The doctor-investors included some of Fort Worth’s most respected practitioners, starting with Dr. Walker, a professionally trained surgeon who had come to Fort Worth after more than a quarter-century practicing medicine in Texas. His partner, Dr. Capps, was a “specialist in mental and nervous disorders,” which put the Protestant Sanitarium in competition with the Arlington Heights Sanitarium. Winfield Scott and John Slaughter, cattle barons, and businessman Sam Levy were not doctors, but they were major investors. The incorporated company was capitalized at $50,000.

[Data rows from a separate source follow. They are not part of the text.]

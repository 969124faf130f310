use std::sync::Arc;

use anyhow::Result;
use metering_core::{EventPayload, MeterRecord};
use metering_service::{
    config::{AppConfig, ConfigProvider},
    metrics_server, observability,
    pipeline::{Pipeline, Transform},
    sinks::RecordSink,
    sources::HttpJsonSource,
    transform::{EventValidation, MeterTransform},
};

#[tokio::main]
async fn main() -> Result<()> {
    observability::init_tracing();

    let cfg = AppConfig::load()?;

    if let Some(metrics_cfg) = &cfg.metrics {
        metrics_server::init(&metrics_cfg.bind_addr)?;
    }

    let events = &cfg.events;
    let metering = cfg.metering_config(&events.metering)?.clone();

    let sink = RecordSink::from_config(&cfg, &events.sink).await?;
    let source =
        HttpJsonSource::new(&events.source.http_bind_addr, events.source.channel_capacity).await?;

    tracing::info!(pipeline = %events.name, metering = %events.metering, "starting event pipeline");

    let checks: Vec<Arc<dyn Transform<EventPayload, EventPayload> + Send + Sync>> =
        vec![Arc::new(EventValidation)];
    let pipeline: Pipeline<_, EventPayload, MeterRecord, _> = Pipeline {
        source,
        checks,
        stage: Arc::new(MeterTransform::new(metering)),
        sink,
    };

    pipeline.run().await?;

    Ok(())
}
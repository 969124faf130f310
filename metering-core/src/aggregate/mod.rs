//! Aggregation engine: records over a window in, one reading out.
//!
//! The configured [`Aggregation`] decides both the algorithm and which inputs
//! it may see. Counters work on in-window records only; gauges reconstruct
//! state across the window start from the last record before it.

mod counter;
mod gauge;

use std::collections::{BTreeMap, BTreeSet};

use crate::{
    config::{AggregateConfig, Aggregation},
    decimal::Decimal,
    domain::{ComputedValue, MeterReading, MeterRecord, Unit},
    error::AggregationError,
    identity,
    temporal::Timestamp,
};

/// One observation together with the record it came from.
#[derive(Debug, Clone, Copy)]
pub(crate) struct Sample<'a> {
    pub record: &'a MeterRecord,
    /// Index of the observation inside its record.
    pub position: usize,
    pub quantity: Decimal,
}

impl Sample<'_> {
    pub fn at(&self) -> Timestamp {
        self.record.observed_at
    }

    /// Total order used for "latest" and for state reconstruction.
    pub fn order_key(&self) -> (Timestamp, Timestamp, &str, usize) {
        (self.record.observed_at, self.record.metered_at, self.record.id.as_str(), self.position)
    }
}

/// Aggregate `records_in_window` (plus, for gauges, `last_before_window`) under
/// `config`, stamping `created_at` with the system clock.
pub fn aggregate(
    records_in_window: &[MeterRecord],
    last_before_window: Option<&MeterRecord>,
    config: &AggregateConfig,
) -> Result<MeterReading, AggregationError> {
    aggregate_at(records_in_window, last_before_window, config, Timestamp::now())
}

/// [`aggregate`] with an explicit computation time.
pub fn aggregate_at(
    records_in_window: &[MeterRecord],
    last_before_window: Option<&MeterRecord>,
    config: &AggregateConfig,
    created_at: Timestamp,
) -> Result<MeterReading, AggregationError> {
    if records_in_window.is_empty() && last_before_window.is_none() {
        return Err(AggregationError::NoData);
    }

    let in_window = dedup_by_id(records_in_window);
    let carried = last_before_window.filter(|prior| !in_window.iter().any(|r| r.id == prior.id));

    let participants: Vec<&MeterRecord> = match config.aggregation() {
        Aggregation::Counter(_) => in_window,
        Aggregation::Gauge(_) => carried.into_iter().chain(in_window).collect(),
    };
    let Some(first) = participants.first().copied() else {
        return Err(AggregationError::NoData);
    };
    ensure_same_subject(first, &participants)?;

    let mut groups: BTreeMap<&Unit, Vec<Sample<'_>>> = BTreeMap::new();
    for record in participants.iter().copied() {
        for (position, observation) in record.observations().iter().enumerate() {
            groups.entry(&observation.unit).or_default().push(Sample {
                record,
                position,
                quantity: observation.quantity,
            });
        }
    }

    let window = config.window();
    let mut computed_values = Vec::with_capacity(groups.len());
    let mut contributors: BTreeSet<&str> = BTreeSet::new();
    for (unit, mut samples) in groups {
        let quantity = match config.aggregation() {
            Aggregation::Counter(kind) => {
                contributors.extend(samples.iter().map(|s| s.record.id.as_str()));
                counter::apply(kind, &samples)
            }
            Aggregation::Gauge(kind) => {
                gauge::apply(kind, &mut samples, &window, unit, &mut contributors)?
            }
        }
        .ok_or_else(|| AggregationError::Arithmetic {
            unit: unit.to_string(),
            reason: "decimal overflow".to_string(),
        })?;

        computed_values.push(ComputedValue {
            quantity,
            unit: unit.clone(),
            aggregation: config.aggregation(),
        });
    }

    let max_metered_at = records_in_window
        .iter()
        .chain(last_before_window)
        .map(|r| r.metered_at)
        .max()
        .unwrap_or(first.metered_at);

    // Only records whose values reached the result; a superseded carry-forward does not.
    let record_count = contributors.len() as u64;

    let reading = MeterReading {
        id: identity::reading_id(
            first.subject.as_str(),
            computed_values.iter().map(|v| &v.unit),
            &window,
            config.aggregation(),
        ),
        workspace_id: first.workspace_id.clone(),
        universe_id: first.universe_id.clone(),
        subject: first.subject.clone(),
        window,
        computed_values,
        aggregation: config.aggregation(),
        record_count,
        created_at,
        max_metered_at,
    };

    tracing::debug!(
        reading_id = %reading.id,
        subject = %reading.subject,
        aggregation = %reading.aggregation,
        records = reading.record_count,
        units = reading.computed_values.len(),
        "computed meter reading"
    );

    Ok(reading)
}

/// Drop redelivered copies of the same record, keeping the most recently
/// metered one. Input order is otherwise preserved.
fn dedup_by_id(records: &[MeterRecord]) -> Vec<&MeterRecord> {
    let mut latest: BTreeMap<&str, &MeterRecord> = BTreeMap::new();
    for record in records {
        latest
            .entry(record.id.as_str())
            .and_modify(|kept| {
                if record.metered_at > kept.metered_at {
                    *kept = record;
                }
            })
            .or_insert(record);
    }

    let mut seen = BTreeSet::new();
    let mut unique = Vec::with_capacity(latest.len());
    for record in records {
        if seen.insert(record.id.as_str()) {
            if let Some(kept) = latest.get(record.id.as_str()) {
                unique.push(*kept);
            }
        }
    }
    unique
}

fn ensure_same_subject(
    first: &MeterRecord,
    records: &[&MeterRecord],
) -> Result<(), AggregationError> {
    let key = |r: &MeterRecord| format!("{}/{}/{}", r.workspace_id, r.universe_id, r.subject);
    let expected = key(first);
    for record in records {
        let found = key(record);
        if found != expected {
            return Err(AggregationError::MixedSubjects { expected, found });
        }
    }
    Ok(())
}


#[cfg(test)]
mod tests {
    use super::{test_support::*, *};
    use time::macros::datetime;

    fn jan() -> (time::OffsetDateTime, time::OffsetDateTime) {
        (datetime!(2024-01-01 00:00:00 UTC), datetime!(2024-02-01 00:00:00 UTC))
    }

    #[test]
    fn nothing_to_aggregate_is_an_error() {
        let (start, end) = jan();
        let cfg = config(Aggregation::SUM_EVENTS, start, end);
        assert_eq!(aggregate(&[], None, &cfg), Err(AggregationError::NoData));
    }

    #[test]
    fn counters_ignore_the_carried_forward_record() {
        let (start, end) = jan();
        let prior = record("evt0", datetime!(2023-12-31 00:00:00 UTC), &[("requests", "100")]);
        let cfg = config(Aggregation::SUM_EVENTS, start, end);
        assert_eq!(aggregate(&[], Some(&prior), &cfg), Err(AggregationError::NoData));

        let inside = record("evt1", datetime!(2024-01-05 00:00:00 UTC), &[("requests", "1")]);
        let reading = aggregate(&[inside], Some(&prior), &cfg).unwrap();
        assert_eq!(reading.computed_values[0].quantity, Decimal::ONE);
        assert_eq!(reading.record_count, 1);
    }

    #[test]
    fn groups_by_unit_across_records_and_sorts_values() {
        let (start, end) = jan();
        let records = vec![
            record(
                "evt1",
                datetime!(2024-01-02 00:00:00 UTC),
                &[("tokens", "10"), ("requests", "1")],
            ),
            record("evt2", datetime!(2024-01-03 00:00:00 UTC), &[("tokens", "5")]),
        ];
        let cfg = config(Aggregation::SUM_EVENTS, start, end);
        let reading = aggregate(&records, None, &cfg).unwrap();

        let units: Vec<&str> = reading.computed_values.iter().map(|v| v.unit.as_str()).collect();
        assert_eq!(units, ["requests", "tokens"]);
        assert_eq!(reading.value("tokens").unwrap().quantity, Decimal::from(15i64));
        assert_eq!(reading.value("requests").unwrap().quantity, Decimal::ONE);
        assert_eq!(reading.record_count, 2);
    }

    #[test]
    fn duplicate_records_are_counted_once() {
        let (start, end) = jan();
        let r = record("evt1", datetime!(2024-01-02 00:00:00 UTC), &[("requests", "1")]);
        let cfg = config(Aggregation::SUM_EVENTS, start, end);
        let reading = aggregate(&[r.clone(), r], None, &cfg).unwrap();
        assert_eq!(reading.computed_values[0].quantity, Decimal::ONE);
        assert_eq!(reading.record_count, 1);
    }

    #[test]
    fn watermark_is_max_metered_at_including_carry_forward() {
        let (start, end) = jan();
        let mut prior = record("evt0", datetime!(2023-12-31 00:00:00 UTC), &[("seats", "3")]);
        prior.metered_at = ts(datetime!(2024-01-20 00:00:00 UTC));
        let inside = record("evt1", datetime!(2024-01-10 00:00:00 UTC), &[("seats", "5")]);

        let cfg = config(Aggregation::PEAK_STATE, start, end);
        let reading = aggregate(&[inside], Some(&prior), &cfg).unwrap();
        assert_eq!(reading.max_metered_at, prior.metered_at);
        assert_eq!(reading.record_count, 2);
    }

    #[test]
    fn mixed_subjects_are_rejected() {
        let (start, end) = jan();
        let records = vec![
            record_for(
                "customer:1",
                "evt1",
                datetime!(2024-01-02 00:00:00 UTC),
                &[("requests", "1")],
            ),
            record_for(
                "customer:2",
                "evt2",
                datetime!(2024-01-03 00:00:00 UTC),
                &[("requests", "1")],
            ),
        ];
        assert!(matches!(
            aggregate(&records, None, &config(Aggregation::SUM_EVENTS, start, end)),
            Err(AggregationError::MixedSubjects { .. })
        ));
    }

    #[test]
    fn reading_id_is_stable_across_recomputation() {
        let (start, end) = jan();
        let cfg = config(Aggregation::SUM_EVENTS, start, end);
        let a = record("evt1", datetime!(2024-01-02 00:00:00 UTC), &[("requests", "1")]);
        let b = record("evt2", datetime!(2024-01-03 00:00:00 UTC), &[("requests", "2")]);

        let early = ts(datetime!(2024-02-01 00:05:00 UTC));
        let late = ts(datetime!(2024-02-01 01:00:00 UTC));
        let first = aggregate_at(&[a.clone(), b.clone()], None, &cfg, early).unwrap();
        let second = aggregate_at(&[b, a], None, &cfg, late).unwrap();
        assert_eq!(first.id, second.id);
        assert_eq!(first.computed_values, second.computed_values);
        assert_ne!(first.created_at, second.created_at);
    }
}
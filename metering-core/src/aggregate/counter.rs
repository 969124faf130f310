use super::Sample;
use crate::{config::CounterAggregation, decimal::Decimal};

/// Apply a counter aggregation to one unit's samples. `None` on overflow.
pub(super) fn apply(kind: CounterAggregation, samples: &[Sample<'_>]) -> Option<Decimal> {
    match kind {
        CounterAggregation::SumEvents => samples
            .iter()
            .try_fold(Decimal::ZERO, |acc, s| acc.checked_add(s.quantity)),
        CounterAggregation::MaxEvent => samples.iter().map(|s| s.quantity).max(),
        CounterAggregation::MinEvent => samples.iter().map(|s| s.quantity).min(),
        // Ties on observed_at resolve by metered_at, then record id, then the
        // later observation inside a record.
        CounterAggregation::LatestEvent => samples
            .iter()
            .max_by(|a, b| a.order_key().cmp(&b.order_key()))
            .map(|s| s.quantity),
    }
}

The Sanitarium’s patients were invited to involve themselves personally in their treatment and in making all medical decisions along with their “counsel” and family. Business was quietly profitable in the early years. Then in May 1903, the Sanitarium’s good name was splashed across the pages of the newspaper. Oran Hoskins who lived with his mother at 901 E. Belknap, claimed to have been hit by a Frisco Railroad train, leaving him insensible. Oran’s mother filed a lawsuit against the railroad, and Oran was admitted to the Sanitarium for observation. Three weeks later, Dr. Walker scheduled exploratory brain surgery. Almost literally at the door to the operating room, Oran experienced a miraculous recovery and confessed to the swindle. He and his mother were arrested and went to jail, and Dr. Walker told reporters he had suspected “shamming” all along.

The Protestant Sanitarium got a different kind of publicity in April 1909 as a result of the disastrous South Side Fire that destroyed 20 square blocks of businesses, churches, and private residences, causing losses equivalent to $44 million today. The most destructive fire in Fort Worth history took out the Protestant Sanitarium, costing Dr. Walker $53,000 personally on top of the estimated $25,000 in damage to the business.

The Protestant Sanitarium never rebuilt. It was replaced by other hospitals, public and private. The Southside Medical District, after almost going up in flames, rose from the ashes like a phoenix. Drs. Walker, Capps, and the rest of the owner-physicians, continued to practice in Fort Worth for several years before retiring. Dr. Walker is buried in Oakwood Cemetery. The various other investors found other opportunities to invest their money.

Author-historian Richard Selcer is a Fort Worth native and proud graduate of Paschal High and TCU.